Hi All,
So I’m a huge fan of spending hours on a script I’ll only use once. Mysterious reasons, I needed to take a large PDF of scanned images and get the images out. I can do this with an automator action that takes <2 minutes to make, but that runs in serial and is really slow, so I put together this guy that uses pdfimages from xpdf and mogrify from ImageMagick to get the job done in parallel.
Some things the script assumes are that a pdf file is being selected and that the output folder TheFolder doesn’t already exist, otherwise it’ll throw errors. I use it as an automator service that takes PDFs in Finder, so the first thing isn’t a problem. I guess it should probably iterate the output folder name to fix the second. I’ll do that later (no point in having a script you only use once if it’s not perfect right?). It’s also non completely load balanced, so the last process could end up with NumProcs - 1 more pages than the rest of the processes, but that’s not a huge deal.
The reason for the finding and deleting output files <1kb is that pdfimages exports everything it can find that’s an “image” which includes basically blank, very small images in some cases, so those are removed before getting everything into JPG (since pdfimages outputs to .ppm and .pbm format). When this happens there are gaps in the output file names (missing numbers), but they retain the correct order.
You could add options for more output image types really easily if you wanted, but JPG is fine for my use.
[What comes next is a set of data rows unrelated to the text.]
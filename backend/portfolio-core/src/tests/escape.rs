// Unit tests for HTML escaping and phrase highlighting

use crate::render::{escape_html, highlight_phrases};

/// **VALUE**: Verifies all five HTML-significant characters are escaped.
///
/// **WHY THIS MATTERS**: Content comes from a user-edited TOML file and lands in both
/// element text and attribute values.
///
/// **BUG THIS CATCHES**: Would catch a missing quote escape that breaks out of `alt="..."`.
#[test]
fn given_markup_characters_when_escaped_then_entities_emitted() {
    assert_eq!(
        escape_html(r#"<a href="x">Tom & Jerry's</a>"#),
        "&lt;a href=&quot;x&quot;&gt;Tom &amp; Jerry&#39;s&lt;/a&gt;"
    );
    assert_eq!(escape_html("plain"), "plain");
}

/// **VALUE**: Verifies highlight phrases are wrapped and the rest is escaped.
///
/// **WHY THIS MATTERS**: The about paragraph mixes plain text with highlighted phrases.
///
/// **BUG THIS CATCHES**: Would catch escaping the generated span markup itself.
#[test]
fn given_paragraph_with_phrases_when_highlighted_then_spans_wrap_matches() {
    // GIVEN: A paragraph with two phrases and a special character
    let phrases = vec!["Jovel".to_string(), "digital experiences".to_string()];

    // WHEN: Highlighting
    let html = highlight_phrases("I'm Jovel & I build digital experiences.", &phrases, "hl");

    // THEN: Both phrases wrapped, apostrophe and ampersand escaped
    assert_eq!(
        html,
        "I&#39;m <span class=\"hl\">Jovel</span> &amp; I build <span class=\"hl\">digital experiences</span>."
    );
}

/// **VALUE**: Verifies overlapping phrases never produce nested spans.
///
/// **WHY THIS MATTERS**: Nested or interleaved spans would break the markup.
///
/// **BUG THIS CATCHES**: Would catch a naive `str::replace` loop that re-matches inside
/// earlier replacements.
#[test]
fn given_overlapping_phrases_when_highlighted_then_longest_match_wins() {
    let phrases = vec![
        "digital".to_string(),
        "digital experiences".to_string(),
        "span".to_string(),
    ];

    let html = highlight_phrases("digital experiences", &phrases, "hl");

    assert_eq!(html, "<span class=\"hl\">digital experiences</span>");
}
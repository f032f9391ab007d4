use crate::markers::{
    CONTACT_FIELD_SELECTOR, PROJECT_CARD_CLASS, REVEAL_SELECTOR, SKILL_ITEM_CLASS,
};
use crate::SectionId;

/// **VALUE**: Verifies the reveal selector is built from the two target class markers.
///
/// **WHY THIS MATTERS**: The browser host queries targets with this selector. If it drifted
/// from the class names the renderer emits, nothing would ever reveal.
///
/// **BUG THIS CATCHES**: Would catch a typo in the `concatcp!` expression.
#[test]
fn given_target_classes_when_selector_built_then_matches_both() {
    assert_eq!(REVEAL_SELECTOR, ".skill-item, .project-card");
    assert!(REVEAL_SELECTOR.contains(SKILL_ITEM_CLASS));
    assert!(REVEAL_SELECTOR.contains(PROJECT_CARD_CLASS));
}

/// **VALUE**: Verifies the contact field selector targets named inputs inside the form.
///
/// **BUG THIS CATCHES**: Would catch the host binding inputs outside the contact form.
#[test]
fn given_contact_form_class_when_field_selector_built_then_scoped_to_form() {
    assert_eq!(CONTACT_FIELD_SELECTOR, ".contact-form [name]");
}

/// **VALUE**: Verifies every section fragment is `#` plus its element id.
///
/// **WHY THIS MATTERS**: Navbar anchors carry the fragment while sections carry the id. The
/// scroll controller resolves one to the other by stripping the `#`.
///
/// **BUG THIS CATCHES**: Would catch a fragment and id drifting apart for one section.
#[test]
fn given_sections_when_fragment_built_then_matches_element_id() {
    for section in SectionId::ALL {
        assert_eq!(section.fragment(), format!("#{}", section.as_str()));
    }
}
use crate::ErrorLocation;
use std::panic::Location;

#[track_caller]
fn capture_location() -> ErrorLocation {
    ErrorLocation::from(Location::caller())
}

/// **VALUE**: Verifies that ErrorLocation Display produces the bracketed `[file:line:column]` form.
///
/// **WHY THIS MATTERS**: Every error message in the workspace ends with this stamp. Log
/// readers grep for it, so the format must stay stable.
///
/// **BUG THIS CATCHES**: Would catch a Display change that drops the brackets or one of
/// the three components.
#[test]
fn given_error_location_when_formatted_then_produces_bracketed_format() {
    // GIVEN: An ErrorLocation captured in this file
    let location = capture_location();

    // WHEN: Formatting as string
    let formatted = format!("{location}");

    // THEN: Should produce "[file:line:column]"
    assert!(formatted.starts_with('['), "Should start with '['");
    assert!(formatted.ends_with(']'), "Should end with ']'");
    assert!(
        formatted.contains("error_location.rs"),
        "Should include filename"
    );
    assert!(
        formatted.ends_with(&format!(":{}:{}]", location.line, location.column)),
        "Should end with line and column"
    );
}

/// **VALUE**: Verifies that `#[track_caller]` propagation yields distinct lines per call site.
///
/// **WHY THIS MATTERS**: Error constructors are called from helpers marked `#[track_caller]`.
/// If propagation broke, every error would point at the helper instead of the real site.
///
/// **BUG THIS CATCHES**: Would catch removal of `#[track_caller]` from a capture helper.
#[test]
fn given_multiple_call_sites_when_capturing_location_then_each_has_unique_line() {
    // GIVEN/WHEN: Capturing location from two consecutive lines
    let first = capture_location();
    let second = capture_location();

    // THEN: Same file, sequential lines
    assert_eq!(first.file, second.file, "Should have same file");
    assert_eq!(first.line + 1, second.line, "Lines should be sequential");
}
use portfolio_core::SiteConfig;
use portfolio_core::render::STYLESHEET;
use portfolio_core::site::write_site;

/// **VALUE**: Verifies a build writes `index.html` and the stylesheet, with no temp files left.
///
/// **WHY THIS MATTERS**: This is what `portfolio build` publishes.
///
/// **BUG THIS CATCHES**: Would catch a missing rename (leaving `.tmp` files) or a stylesheet
/// that is never written.
#[test]
fn given_default_config_when_site_written_then_index_and_stylesheet_exist() {
    // GIVEN: An output directory that does not exist yet
    let root = tempfile::tempdir().unwrap();
    let out_dir = root.path().join("dist");

    // WHEN: Writing the site
    let report = write_site(&SiteConfig::default(), &out_dir).unwrap();

    // THEN: Both files exist with the expected content
    let index = std::fs::read_to_string(&report.index_path).unwrap();
    assert!(index.starts_with("<!DOCTYPE html>"));
    assert!(index.contains("<title>Jovel</title>"));
    assert_eq!(
        std::fs::read_to_string(&report.stylesheet_path).unwrap(),
        STYLESHEET
    );

    // AND: No temp files remain
    let leftovers: Vec<_> = std::fs::read_dir(&out_dir)
        .unwrap()
        .filter_map(Result::ok)
        .filter(|entry| entry.file_name().to_string_lossy().ends_with(".tmp"))
        .collect();
    assert!(leftovers.is_empty(), "Temp files left behind: {leftovers:?}");
}

/// **VALUE**: Verifies the stylesheet hides reveal targets until they get the revealed class.
///
/// **WHY THIS MATTERS**: Without the hidden starting state the controller's class has no
/// visible effect.
///
/// **BUG THIS CATCHES**: Would catch the reveal rules being dropped from the stylesheet.
#[test]
fn given_stylesheet_when_inspected_then_reveal_transition_defined() {
    assert!(STYLESHEET.contains(".skill-item.visible"));
    assert!(STYLESHEET.contains(".project-card.visible"));
    assert!(STYLESHEET.contains("opacity: 0"));
}

/// **VALUE**: Verifies writing into an unwritable location reports a write error.
///
/// **WHY THIS MATTERS**: The CLI must exit with a clear message rather than panic.
///
/// **BUG THIS CATCHES**: Would catch an `unwrap()` on directory creation.
#[test]
fn given_unwritable_out_dir_when_site_written_then_write_error() {
    // GIVEN: A path below a regular file
    let root = tempfile::tempdir().unwrap();
    let file = root.path().join("not-a-dir");
    std::fs::write(&file, "x").unwrap();

    // WHEN: Writing below it
    let result = write_site(&SiteConfig::default(), &file.join("dist"));

    // THEN: WriteError
    let err = result.unwrap_err();
    assert!(
        err.to_string().starts_with("Site Write Error"),
        "Unexpected error: {err}"
    );
}
//! Shared plumbing for the portfolio workspace.
//!
//! Every other crate depends on this one for [`ErrorLocation`], the call-site
//! stamp carried by all error variants.

pub mod error;

pub use error::error_location::ErrorLocation;

#[cfg(test)]
mod tests;
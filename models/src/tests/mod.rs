mod form_state;
mod markers;
mod reveal;
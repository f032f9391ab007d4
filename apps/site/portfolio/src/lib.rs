// Library exports for testing
// The binary (main.rs) imports these as well

pub mod cli;
pub mod commands;
pub mod error;
pub mod logger;

#[cfg(test)]
mod tests;
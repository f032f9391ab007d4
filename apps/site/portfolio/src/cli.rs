use std::path::PathBuf;

use clap::{Parser, Subcommand};

#[derive(Parser, Debug)]
#[command(
    name = "portfolio",
    version,
    about = "Render the single-page portfolio site",
    long_about = "Renders the portfolio page from portfolio.toml.\n\n\
                  Commands:\n  \
                  build   Write index.html and styles.css to an output directory\n  \
                  render  Print the rendered page to stdout\n  \
                  check   Load and validate the configuration"
)]
pub struct Cli {
    /// Path to the site configuration (missing file = built-in content)
    #[arg(
        long,
        global = true,
        env = "PORTFOLIO_CONFIG",
        default_value = "portfolio.toml"
    )]
    pub config: PathBuf,

    /// Directory for portfolio.log (default: platform data dir)
    #[arg(long, global = true, env = "PORTFOLIO_LOG_DIR")]
    pub log_dir: Option<PathBuf>,

    /// Log everything, down to per-batch traces
    #[arg(short, long, global = true)]
    pub verbose: bool,

    #[command(subcommand)]
    pub command: Command,
}

#[derive(Subcommand, Debug, Clone, PartialEq, Eq)]
pub enum Command {
    /// Write the site to an output directory
    Build {
        #[arg(long, env = "PORTFOLIO_OUT_DIR", default_value = "dist")]
        out: PathBuf,
    },

    /// Print the rendered page to stdout
    Render,

    /// Validate the configuration
    Check {
        /// Print the result as JSON
        #[arg(long)]
        json: bool,
    },
}
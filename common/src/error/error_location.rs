use serde::Serialize;
use std::fmt::{Display, Formatter, Result as FormatResult};
use std::panic::Location as PanicLocation;

/// Source position where an error value was constructed.
///
/// Every error enum in the workspace carries one of these so log lines point
/// straight at the failing call site.
#[derive(Debug, Clone, Copy, PartialEq, Eq, Serialize)]
pub struct ErrorLocation {
    pub file: &'static str,
    pub line: u32,
    pub column: u32,
}

impl ErrorLocation {
    pub const fn from(location: &'static PanicLocation<'static>) -> Self {
        Self {
            file: location.file(),
            line: location.line(),
            column: location.column(),
        }
    }
}

impl Display for ErrorLocation {
    fn fmt(&self, formatter: &mut Formatter<'_>) -> FormatResult {
        write!(formatter, "[{}:{}:{}]", self.file, self.line, self.column)
    }
}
This method takes about 15 seconds on a test file that took about 8 minutes using the automator action. Note that this does not work on vector PDFs; has to be scanned images or at least contain at least one image in each process’s range. I think it’s pretty cool
Take care,
Tim
*Edit: naming of the output folder now iterates so it won’t fail if the folder already exists.
property NumProcs : 8
on run {input, parameters}
--set input to {}
--set end of input to (choose file with multiple selections allowed) as alias
set CloseTerminal to not appIsRunning("Terminal")
repeat with TheFile in input
tell application "Finder" to set TheFileFolder to (container of TheFile) as alias
set TheFileName to items 1 through -2 of parseLine(name of (info for TheFile), ".") as text
set PageCount to (last word of (do shell script "mdls " & quoted form of POSIX path of TheFile & " | grep kMDItemNumberOfPages")) as number
set TheFolder to ((POSIX path of TheFileFolder) & TheFileName)
try
do shell script "mkdir " & quoted form of TheFolder
on error
set i to 1
repeat
try
set TheNewFolder to (TheFolder & "-" & text -1 through -2 of ("0" & i))
do shell script "mkdir " & quoted form of TheNewFolder
set TheFolder to TheNewFolder
exit repeat
on error
set i to i + 1
end try
end repeat
end try
tell application "Terminal" to activate
if PageCount ≥ 3 * NumProcs then
set PageInterval to PageCount div NumProcs
--set PageRemainder to PageCount mod NumProcs
repeat with i from 1 to NumProcs
set FirstPage to (i - 1) * PageInterval + 1
if i < NumProcs then
set LastPage to i * PageInterval
else
set LastPage to PageCount
end if
set FileRoot to TheFileName & "___" & text -1 through -3 of ("00" & i)
--set PageRange to LastPage - FirstPage
set ScriptString to "pdfimages -f " & FirstPage & " -l " & LastPage & space & quoted form of POSIX path of TheFile & space & quoted form of (TheFolder & "/" & FileRoot)
set ScriptString to ScriptString & ";cd " & quoted form of TheFolder & ";find . -type f -size -1k -exec rm {} +;mogrify -format jpg ./" & quoted form of (FileRoot) & "*;exit"
tell application "Terminal" to do script ScriptString --& ";exit"
end repeat
delay 2
tell application "Terminal"
set WindowIDs to id of windows
set JobWindows to {}
repeat with AnID in WindowIDs
tell window id AnID
if history contains "pdfimages -f " then
set end of JobWindows to AnID
set visible to false
end if
end tell
end repeat
set NumFinished to 0
repeat
repeat with i from 1 to count of JobWindows
if item i of JobWindows is not missing value then
if history of window id (item i of JobWindows) contains "[Process completed]" then
close window id (item i of JobWindows)
set (item i of JobWindows) to missing value
set NumFinished to NumFinished + 1
end if
end if
end repeat
if NumFinished ≥ NumProcs then exit repeat
delay 1
end repeat
do shell script "cd " & quoted form of TheFolder & ";rm -rf *.ppm *.pbm"
end tell
else
set ScriptString to "pdfimages " & quoted form of POSIX path of TheFile & space & quoted form of (TheFolder & "/" & TheFileName)
set ScriptString to ScriptString & ";cd " & quoted form of TheFolder & ";find . -type f -size -1k -exec rm {} +;mogrify -format jpg ./" & quoted form of (TheFileName) & "*;exit"
tell application "Terminal" to do script ScriptString --& ";exit"
delay 2
tell application "Terminal"
set WindowIDs to id of windows
repeat with AnID in WindowIDs
tell window id AnID
if history contains "pdfimages " then
set JobWindow to AnID
set visible to false
exit repeat
end if
end tell
end repeat
repeat
if history of window id (JobWindow) contains "[Process completed]" then
close window id (JobWindow)
exit repeat
end if
delay 1
end repeat
do shell script "cd " & quoted form of TheFolder & ";rm -rf *.ppm *.pbm"
end tell
end if
end repeat
if CloseTerminal then tell application "Terminal" to quit
end run
on parseLine(theLine, delimiter)
set astid to AppleScript's text item delimiters
set AppleScript's text item delimiters to {delimiter}
set theTextItems to theLine's text items
set AppleScript's text item delimiters to astid
repeat with i from 1 to (count theTextItems)
if (item i of theTextItems is "") then set item i of theTextItems to missing value
end repeat
return theTextItems's every text
end parseLine
on appIsRunning(appName)
tell application "System Events" to (name of processes) contains appName
end appIsRunning